As someone nigh on 20 years your senior I can confirm that anyone realising they found amputees attractive BI (before internet), experienced exactly the same feelings/ emotions you describe.
The problem is society! Society has conditioned it's members (us), to believe that finding anyone other than perfect (limb at all four corners) women desirable is anything from weird to perverted. The biggest sector of society to "buy into" this fallacy is amputees themselves. "Who's going to want me now I'm damaged goods?", is a statement I've encountered too many times. I'm convinced that low self esteem is as much to blame for amps dislike of devs as any bad experience they may have heard of.

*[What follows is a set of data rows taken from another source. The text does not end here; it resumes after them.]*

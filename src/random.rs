//! Small deterministic pseudo-random source.
//!
//! A 16-bit linear congruential generator with the same constants and
//! byte-folding as `FastLED`'s `random8`/`random16`, so sparkle and flash
//! effects keep their familiar distribution on tiny targets.

const MULTIPLIER: u16 = 2053;
const INCREMENT: u16 = 13849;

#[derive(Debug, Clone)]
pub struct Random {
    seed: u16,
}

impl Random {
    /// Create a generator from a 64-bit seed (e.g. a hardware RNG sample)
    #[allow(clippy::cast_possible_truncation)]
    pub const fn new(seed: u64) -> Self {
        let folded = (seed ^ (seed >> 16) ^ (seed >> 32) ^ (seed >> 48)) as u16;
        Self { seed: folded }
    }

    pub fn random16(&mut self) -> u16 {
        self.seed = self.seed.wrapping_mul(MULTIPLIER).wrapping_add(INCREMENT);
        self.seed
    }

    pub fn random8(&mut self) -> u8 {
        let [lo, hi] = self.random16().to_le_bytes();
        lo.wrapping_add(hi)
    }

    /// Uniform value in `0..limit` (0 when `limit` is 0)
    #[allow(clippy::cast_possible_truncation)]
    pub fn random8_below(&mut self, limit: u8) -> u8 {
        ((u16::from(self.random8()) * u16::from(limit)) >> 8) as u8
    }

    /// Uniform value in `min..max` (`min` when the range is empty)
    pub fn random8_range(&mut self, min: u8, max: u8) -> u8 {
        min + self.random8_below(max.saturating_sub(min))
    }

    /// Uniform value in `0..limit` (0 when `limit` is 0)
    #[allow(clippy::cast_possible_truncation)]
    pub fn random16_below(&mut self, limit: u16) -> u16 {
        ((u32::from(self.random16()) * u32::from(limit)) >> 16) as u16
    }

    /// Uniform value in `min..max` (`min` when the range is empty)
    pub fn random16_range(&mut self, min: u16, max: u16) -> u16 {
        min + self.random16_below(max.saturating_sub(min))
    }

    /// Uniform index in `0..len` (0 when `len` is 0)
    pub fn index_below(&mut self, len: usize) -> usize {
        let limit = u16::try_from(len).unwrap_or(u16::MAX);
        usize::from(self.random16_below(limit))
    }
}
//! Single-slot command mailbox shared with the inbound-message handler.
//!
//! Holds at most one pending payload; a newer payload overwrites an
//! undispatched one. Posting also raises the "command available" flag that
//! running effects poll to cancel themselves. Synchronized with
//! `critical-section`, so `post` may be called from a network callback or
//! interrupt while the main loop is rendering.

use core::cell::RefCell;

use critical_section::Mutex;
use heapless::Vec;

use crate::error::MailboxOverrun;

/// Capacity of the inbound and outbound command buffers
pub const COMMAND_BUFFER_SIZE: usize = 512;

struct Slot<const CAP: usize> {
    payload: Vec<u8, CAP>,
    available: bool,
}

pub struct CommandMailbox<const CAP: usize = COMMAND_BUFFER_SIZE> {
    inner: Mutex<RefCell<Slot<CAP>>>,
}

impl<const CAP: usize> CommandMailbox<CAP> {
    /// Create an empty mailbox.
    pub const fn new() -> Self {
        Self {
            inner: Mutex::new(RefCell::new(Slot {
                payload: Vec::new(),
                available: false,
            })),
        }
    }

    /// Store a payload, replacing any pending one, and raise the flag.
    ///
    /// Payloads longer than `CAP` are rejected without touching the slot.
    pub fn post(&self, payload: &[u8]) -> Result<(), MailboxOverrun> {
        if payload.len() > CAP {
            return Err(MailboxOverrun {
                len: payload.len(),
                capacity: CAP,
            });
        }
        critical_section::with(|cs| {
            let mut slot = self.inner.borrow(cs).borrow_mut();
            slot.payload.clear();
            // Length checked above
            let _ = slot.payload.extend_from_slice(payload);
            slot.available = true;
        });
        Ok(())
    }

    /// Whether a command is waiting; effects treat this as cancellation.
    pub fn is_available(&self) -> bool {
        critical_section::with(|cs| self.inner.borrow(cs).borrow().available)
    }

    /// Take the pending payload and clear the flag.
    pub fn take(&self) -> Option<Vec<u8, CAP>> {
        critical_section::with(|cs| {
            let mut slot = self.inner.borrow(cs).borrow_mut();
            if !slot.available {
                return None;
            }
            slot.available = false;
            Some(core::mem::take(&mut slot.payload))
        })
    }
}

impl<const CAP: usize> Default for CommandMailbox<CAP> {
    fn default() -> Self {
        Self::new()
    }
}
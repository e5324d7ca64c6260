use heapless::Vec;
use serde::{Deserialize, Serialize};

use super::{Command, MAX_RELAY_NODES, OpCode, RelayChain, STATUS_SUCCESS};
use crate::color::{rgb_from_u32, rgb_to_u32};
use crate::error::{DecodeError, EncodeError};
use crate::mailbox::COMMAND_BUFFER_SIZE;

/// Encoded command ready to publish
pub type CommandBuffer = Vec<u8, COMMAND_BUFFER_SIZE>;

#[allow(clippy::trivially_copy_pass_by_ref)]
fn is_zero(value: &u8) -> bool {
    *value == 0
}

#[derive(Debug, Default, Serialize, Deserialize)]
#[serde(default)]
struct WireCommand {
    cmd: u8,
    uid: u32,
    nid: u8,
    noc: u8,
    rly: u8,
    #[serde(skip_serializing_if = "Option::is_none")]
    rn: Option<Vec<u8, MAX_RELAY_NODES>>,
    s: u8,
    fps: u8,
    udtime: u8,
    i: u8,
    idx: u8,
    p: u8,
    pl: u8,
    d: u32,
    r: u16,
    dir: u8,
    fb: u8,
    pwin: u8,
    ca: u8,
    ce: u8,
    onc: u32,
    offc: u32,
    ont: u32,
    offt: u32,
    bt: u32,
    ft: u32,
    fi: u8,
    #[serde(skip_serializing_if = "is_zero")]
    st: u8,
}

#[derive(Serialize)]
struct WireResponse {
    cmd: u8,
    nid: u8,
    uid: u32,
    st: u8,
}

impl From<WireCommand> for Command {
    fn from(wire: WireCommand) -> Self {
        Self {
            op: OpCode::from_raw(wire.cmd),
            uid: wire.uid,
            node_id: wire.nid,
            notify: wire.noc != 0,
            relay: wire.rly != 0,
            relay_chain: wire.rn.map(RelayChain::from_vec).unwrap_or_default(),
            show: wire.s != 0,
            fps: wire.fps,
            hue_update_ms: wire.udtime,
            intensity: wire.i,
            index: wire.idx,
            pattern: wire.p,
            pattern_length: wire.pl,
            duration_ms: wire.d,
            repeat: wire.r,
            direction: wire.dir,
            fade_by: wire.fb,
            probability: wire.pwin,
            clear_after: wire.ca != 0,
            clear_end: wire.ce != 0,
            on_color: rgb_from_u32(wire.onc),
            off_color: rgb_from_u32(wire.offc),
            on_time_ms: wire.ont,
            off_time_ms: wire.offt,
            bounce_time_ms: wire.bt,
            fade_time_ms: wire.ft,
            fade_increment: wire.fi,
            status: wire.st,
        }
    }
}

impl From<&Command> for WireCommand {
    fn from(cmd: &Command) -> Self {
        Self {
            cmd: cmd.op.as_raw(),
            uid: cmd.uid,
            nid: cmd.node_id,
            noc: u8::from(cmd.notify),
            rly: u8::from(cmd.relay),
            rn: cmd.relay.then(|| cmd.relay_chain.as_vec().clone()),
            s: u8::from(cmd.show),
            fps: cmd.fps,
            udtime: cmd.hue_update_ms,
            i: cmd.intensity,
            idx: cmd.index,
            p: cmd.pattern,
            pl: cmd.pattern_length,
            d: cmd.duration_ms,
            r: cmd.repeat,
            dir: cmd.direction,
            fb: cmd.fade_by,
            pwin: cmd.probability,
            ca: u8::from(cmd.clear_after),
            ce: u8::from(cmd.clear_end),
            onc: rgb_to_u32(cmd.on_color),
            offc: rgb_to_u32(cmd.off_color),
            ont: cmd.on_time_ms,
            offt: cmd.off_time_ms,
            bt: cmd.bounce_time_ms,
            ft: cmd.fade_time_ms,
            fi: cmd.fade_increment,
            st: cmd.status,
        }
    }
}

/// Copy `payload`, turning bare `true`/`false` literals into `1`/`0`.
///
/// Flags travel as integers or booleans depending on the sender, and
/// `serde-json-core` cannot deserialize a field that may be either. String
/// contents are left alone. The output is never longer than the input.
fn numeric_literals(payload: &[u8]) -> Result<CommandBuffer, DecodeError> {
    let mut out = CommandBuffer::new();
    let mut in_string = false;
    let mut escaped = false;
    let mut rest = payload;

    while let Some((&byte, tail)) = rest.split_first() {
        let (emit, next) = if in_string {
            if escaped {
                escaped = false;
            } else if byte == b'\\' {
                escaped = true;
            } else if byte == b'"' {
                in_string = false;
            }
            (byte, tail)
        } else if rest.starts_with(b"true") {
            (b'1', &rest[4..])
        } else if rest.starts_with(b"false") {
            (b'0', &rest[5..])
        } else {
            in_string = byte == b'"';
            (byte, tail)
        };
        out.push(emit).map_err(|_| DecodeError::Malformed)?;
        rest = next;
    }
    Ok(out)
}

/// Parse a compact JSON object into a command.
///
/// Absent keys read as zero and flags accept `true`/`false` as well as
/// integers (non-zero is true). Anything that is not a single well-formed
/// object with fields of the expected types is rejected as a whole, as is a
/// payload longer than the command buffer.
pub fn decode(payload: &[u8]) -> Result<Command, DecodeError> {
    if payload.is_empty() {
        return Err(DecodeError::Empty);
    }
    let normalized = numeric_literals(payload)?;
    let (wire, _) = serde_json_core::from_slice::<WireCommand>(&normalized)
        .map_err(|_| DecodeError::Malformed)?;
    Ok(wire.into())
}

/// Serialize every field of a command; `rn` is only written when relaying.
pub fn encode(command: &Command) -> Result<CommandBuffer, EncodeError> {
    serde_json_core::to_vec(&WireCommand::from(command)).map_err(|_| EncodeError)
}

/// Serialize the completion response for a processed command
pub fn encode_response(command: &Command) -> Result<CommandBuffer, EncodeError> {
    let response = WireResponse {
        cmd: OpCode::Complete.as_raw(),
        nid: command.node_id,
        uid: command.uid,
        st: STATUS_SUCCESS,
    };
    serde_json_core::to_vec(&response).map_err(|_| EncodeError)
}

Incase you hadn't noticed, this is a pet soapbox subject of mine and I could ramble on for ages. Suffice to say you're among like minded souls here, ask questions and post comments as you feel fit.
Hi, welcome and let me be the first to echo Bordoler's sentiments - you are not alone!
As someone nigh on 20 years your senior I can confirm that anyone realising they found amputees attractive BI (before internet), experienced exactly the same feelings/ emotions you describe.
The problem is society! Society has conditioned it's members (us), to believe that finding anyone other than perfect (limb at all four corners) women desirable is anything from weird to perverted. The biggest sector of society to "buy into" this fallacy is amputees themselves. "Who's going to want me now I'm damaged goods?", is a statement I've encountered too many times. I'm convinced that low self esteem is as much to blame for amps dislike of devs as any bad experience they may have heard of.
Incase you hadn't noticed, this is a pet soapbox subject of mine and I could ramble on for ages. Suffice to say you're among like minded souls here, ask questions and post comments as you feel fit.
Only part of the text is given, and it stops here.